Dream Count by Chimamanda Ngozi Adichie review – a tale of four women

The Nigerian-American author returns with an astute and moving exploration of female experience

‘Novels had always felt to me truer than what was real,” declares a character in Dream Count, the highly anticipated new novel by Chimamanda Ngozi Adichie. It is a statement echoed in the accompanying author’s note, which contends that the “point of art is to look at our world and be moved by it, and then to engage in a series of attempts at clearly seeing that world, interpreting it, questioning it”. Since the publication of her extraordinarily assured debut novel, Purple Hibiscus, in 2003, Adichie’s fiction has performed this task of seeing, interpreting and questioning to huge acclaim, garnering her major awards as well as a public profile far beyond most writers, whose work hasn’t been sampled by Beyoncé.

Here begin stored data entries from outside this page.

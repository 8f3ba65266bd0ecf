//! Response template compiler.
//!
//! Compilation never fails. Tags the engine does not know become
//! [`Tag::Unknown`] and badly formed calls become [`Tag::Malformed`]; the
//! interpolator decides what to do with them. A `<` not followed by a letter,
//! or without a closing `>`, is plain text, and so is a `{` that does not
//! open one of the blocks below.
//!
//! Curly blocks: `{random}a|b{/random}`, `{person}..{/person}`,
//! `{formal}..{/formal}` (also `sentence`, `uppercase`, `lowercase`),
//! `{@redirect}` and `{topic=name}`.

use rive_ir::{CaseFormat, MathOp, Piece, Tag, Template};

use crate::take_weight;

const CALL_OPEN: &str = "<call>";
const CALL_CLOSE: &str = "</call>";

/// Compile a response into a [`Template`].
///
/// A `{weight=N}` tag sets the selection weight, with `N <= 0` counting as
/// 1; a malformed weight tag is left in the text.
pub fn compile_template(source: &str) -> Template {
    let (text, weight) = match take_weight(source) {
        Ok((text, weight)) => {
            let weight = weight.map_or(1, |w| u32::try_from(w.max(1)).unwrap_or(u32::MAX));
            (text, weight)
        }
        Err(_) => (source.to_string(), 1),
    };
    Template::new(source, parse_pieces(&text, true), weight)
}

fn parse_pieces(src: &str, allow_calls: bool) -> Vec<Piece> {
    let mut out = Pieces::default();
    let mut rest = src;

    while let Some(open) = rest.find(['<', '{']) {
        out.text.push_str(&rest[..open]);
        let after = &rest[open + 1..];
        let parsed = if rest[open..].starts_with('<') {
            angle_tag(after, allow_calls)
        } else {
            curly_tag(after, allow_calls)
        };
        match parsed {
            Some((tag, remaining)) => {
                out.tag(tag);
                rest = remaining;
            }
            None => {
                out.text.push_str(&rest[open..=open]);
                rest = after;
            }
        }
    }
    out.text.push_str(rest);
    out.finish()
}

/// A `<...>` tag whose `<` was just consumed, or `None` if it is plain text.
fn angle_tag(after: &str, allow_calls: bool) -> Option<(Tag, &str)> {
    if let Some(rest) = after.strip_prefix("@>") {
        return Some((Tag::Redirect(vec![first_capture()]), rest));
    }
    if !after.chars().next().is_some_and(|c| c.is_ascii_alphabetic()) {
        return None;
    }
    let close = find_tag_end(after)?;
    let inner = &after[..close];
    let rest = &after[close + 1..];

    let (name, arg) = split_name(inner);
    if name == "call" && arg.is_empty() {
        return Some(parse_call(rest, allow_calls));
    }
    Some((simple_tag(inner, &name, arg), rest))
}

/// A `{...}` tag whose `{` was just consumed, or `None` if it is plain text.
fn curly_tag(after: &str, allow_calls: bool) -> Option<(Tag, &str)> {
    if let Some(body) = after.strip_prefix('@') {
        let end = body.find('}')?;
        let target = parse_pieces(body[..end].trim(), false);
        return Some((Tag::Redirect(target), &body[end + 1..]));
    }
    if let Some(value) = after.strip_prefix("topic=") {
        let end = value.find('}')?;
        let tag = Tag::Set {
            name: "topic".to_string(),
            value: parse_pieces(value[..end].trim(), false),
        };
        return Some((tag, &value[end + 1..]));
    }

    let end = after.find('}')?;
    let name = &after[..end];
    if !(name == "random" || name == "person" || case_shorthand(name).is_some()) {
        return None;
    }
    let opened = &after[end + 1..];
    let closer = format!("{{/{name}}}");
    let Some(close) = opened.find(&closer) else {
        return Some((Tag::Malformed(format!("{{{after}")), ""));
    };
    let body = &opened[..close];
    let rest = &opened[close + closer.len()..];

    let tag = match (name, case_shorthand(name)) {
        ("random", _) => Tag::Random(
            random_choices(body)
                .map(|choice| parse_pieces(choice, allow_calls))
                .collect(),
        ),
        (_, Some(case)) => Tag::Format {
            case,
            body: parse_pieces(body, allow_calls),
        },
        _ => Tag::Person(parse_pieces(body, allow_calls)),
    };
    Some((tag, rest))
}

/// `{random}` separates choices with `|`, or with spaces when there is none.
fn random_choices(body: &str) -> Box<dyn Iterator<Item = &str> + '_> {
    if body.contains('|') {
        Box::new(body.split('|').map(str::trim))
    } else {
        Box::new(body.split_whitespace())
    }
}

fn first_capture() -> Piece {
    Piece::Tag(Tag::Star {
        index: 1,
        case: CaseFormat::Verbatim,
    })
}

#[derive(Default)]
struct Pieces {
    pieces: Vec<Piece>,
    text: String,
}

impl Pieces {
    fn tag(&mut self, tag: Tag) {
        self.flush();
        self.pieces.push(Piece::Tag(tag));
    }

    fn flush(&mut self) {
        if !self.text.is_empty() {
            self.pieces.push(Piece::Text(std::mem::take(&mut self.text)));
        }
    }

    fn finish(mut self) -> Vec<Piece> {
        self.flush();
        self.pieces
    }
}

/// Index of the `>` closing a tag whose `<` was just consumed.
fn find_tag_end(after: &str) -> Option<usize> {
    let mut depth = 0usize;
    for (i, c) in after.char_indices() {
        match c {
            '<' => depth += 1,
            '>' if depth == 0 => return Some(i),
            '>' => depth -= 1,
            _ => {}
        }
    }
    None
}

fn split_name(inner: &str) -> (String, &str) {
    let end = inner
        .find(|c: char| !(c.is_ascii_alphanumeric() || c == '_'))
        .unwrap_or(inner.len());
    (inner[..end].to_ascii_lowercase(), inner[end..].trim())
}

fn simple_tag(inner: &str, name: &str, arg: &str) -> Tag {
    if arg.is_empty() {
        if let Some(case) = case_shorthand(name) {
            return Tag::Star { index: 1, case };
        }
        if name == "id" {
            return Tag::Id;
        }
        if name == "person" {
            return Tag::Person(vec![first_capture()]);
        }
        return match star_index(name) {
            Some(index) => Tag::Star {
                index,
                case: CaseFormat::Verbatim,
            },
            None => Tag::Unknown(inner.to_string()),
        };
    }
    if let Some(op) = MathOp::from_tag(name) {
        return match assignment(arg) {
            Some((var, value)) => Tag::Math {
                op,
                name: var,
                value,
            },
            None => Tag::Malformed(inner.to_string()),
        };
    }
    match name {
        "get" => Tag::Get(arg.to_string()),
        "bot" => Tag::Bot(arg.to_string()),
        "env" => Tag::Env(arg.to_string()),
        "set" => match assignment(arg) {
            Some((var, value)) => Tag::Set { name: var, value },
            None => Tag::Malformed(inner.to_string()),
        },
        _ => Tag::Unknown(inner.to_string()),
    }
}

/// `name=value` with a non-empty name; the value is a call-free template.
fn assignment(arg: &str) -> Option<(String, Vec<Piece>)> {
    let (var, value) = arg.split_once('=')?;
    let var = var.trim();
    if var.is_empty() {
        return None;
    }
    Some((var.to_string(), parse_pieces(value.trim(), false)))
}

/// `<formal>` and friends are shorthand for a formatted `<star1>`.
fn case_shorthand(name: &str) -> Option<CaseFormat> {
    match name {
        "formal" => Some(CaseFormat::Formal),
        "uppercase" => Some(CaseFormat::Uppercase),
        "lowercase" => Some(CaseFormat::Lowercase),
        "sentence" => Some(CaseFormat::Sentence),
        _ => None,
    }
}

/// `star` is capture 1, `starN` is capture N.
fn star_index(name: &str) -> Option<usize> {
    let digits = name.strip_prefix("star")?;
    if digits.is_empty() {
        return Some(1);
    }
    if !digits.bytes().all(|b| b.is_ascii_digit()) {
        return None;
    }
    digits.parse().ok()
}

/// Parse the body of a `<call>` whose opening tag was just consumed.
///
/// Returns the tag and the text after the matching `</call>`.
fn parse_call(rest: &str, allow_calls: bool) -> (Tag, &str) {
    let Some((body, after, nested)) = find_call_close(rest) else {
        return (Tag::Malformed(format!("{CALL_OPEN}{rest}")), "");
    };
    if nested || !allow_calls {
        return (Tag::Malformed(format!("{CALL_OPEN}{body}{CALL_CLOSE}")), after);
    }

    let mut tokens = split_args(body).into_iter();
    let Some(name) = tokens.next().filter(|n| !n.is_empty()) else {
        return (Tag::Malformed(format!("{CALL_OPEN}{body}{CALL_CLOSE}")), after);
    };
    let args = tokens.map(|arg| parse_pieces(&arg, false)).collect();
    (Tag::Call { name, args }, after)
}

/// Find the `</call>` balancing an already-open `<call>`.
///
/// Returns the body, the remaining text and whether another call was nested
/// inside the body.
fn find_call_close(rest: &str) -> Option<(&str, &str, bool)> {
    let mut depth = 1usize;
    let mut nested = false;
    let mut i = 0;
    while i < rest.len() {
        let tail = &rest[i..];
        if tail.starts_with(CALL_OPEN) {
            depth += 1;
            nested = true;
            i += CALL_OPEN.len();
        } else if tail.starts_with(CALL_CLOSE) {
            depth -= 1;
            if depth == 0 {
                return Some((&rest[..i], &rest[i + CALL_CLOSE.len()..], nested));
            }
            i += CALL_CLOSE.len();
        } else {
            i += tail.chars().next().map_or(1, char::len_utf8);
        }
    }
    None
}

/// Split a call body on whitespace, keeping `"quoted runs"` and tags whole.
fn split_args(body: &str) -> Vec<String> {
    let mut args = Vec::new();
    let mut current = String::new();
    let mut quoted = false;
    let mut in_quotes = false;
    let mut depth = 0usize;

    for c in body.trim().chars() {
        match c {
            '"' if depth == 0 => {
                in_quotes = !in_quotes;
                quoted = true;
            }
            '<' => {
                depth += 1;
                current.push(c);
            }
            '>' => {
                depth = depth.saturating_sub(1);
                current.push(c);
            }
            c if c.is_whitespace() && depth == 0 && !in_quotes => {
                if !current.is_empty() || quoted {
                    args.push(std::mem::take(&mut current));
                }
                quoted = false;
            }
            c => current.push(c),
        }
    }
    if !current.is_empty() || quoted {
        args.push(current);
    }
    args
}

#[cfg(test)]
mod tests;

In keeping with her superstar status, Dream Count is billed as “a publishing event 10 years in the making” and is perhaps the surest bet so far for this year’s Women’s prize. However, its publication is also accompanied by difficult personal circumstances: Adichie’s father died in June 2020, followed in March 2021, less than a year later, by the death of her mother, after which, as she writes in the author’s note, her “life’s cover was ripped off”. Having already written about her father’s death in her extended essay Notes on Grief, Dream Count, Adichie asserts, is “really about my mother”. Composed of the interlocking stories of four women, Chiamaka (“Chia”), Zikora, Omelogor and Kadiatou, it is also quintessential Adichie: ambitious, astute and powered by an accumulation of feather-light sentences that build to devastating weight.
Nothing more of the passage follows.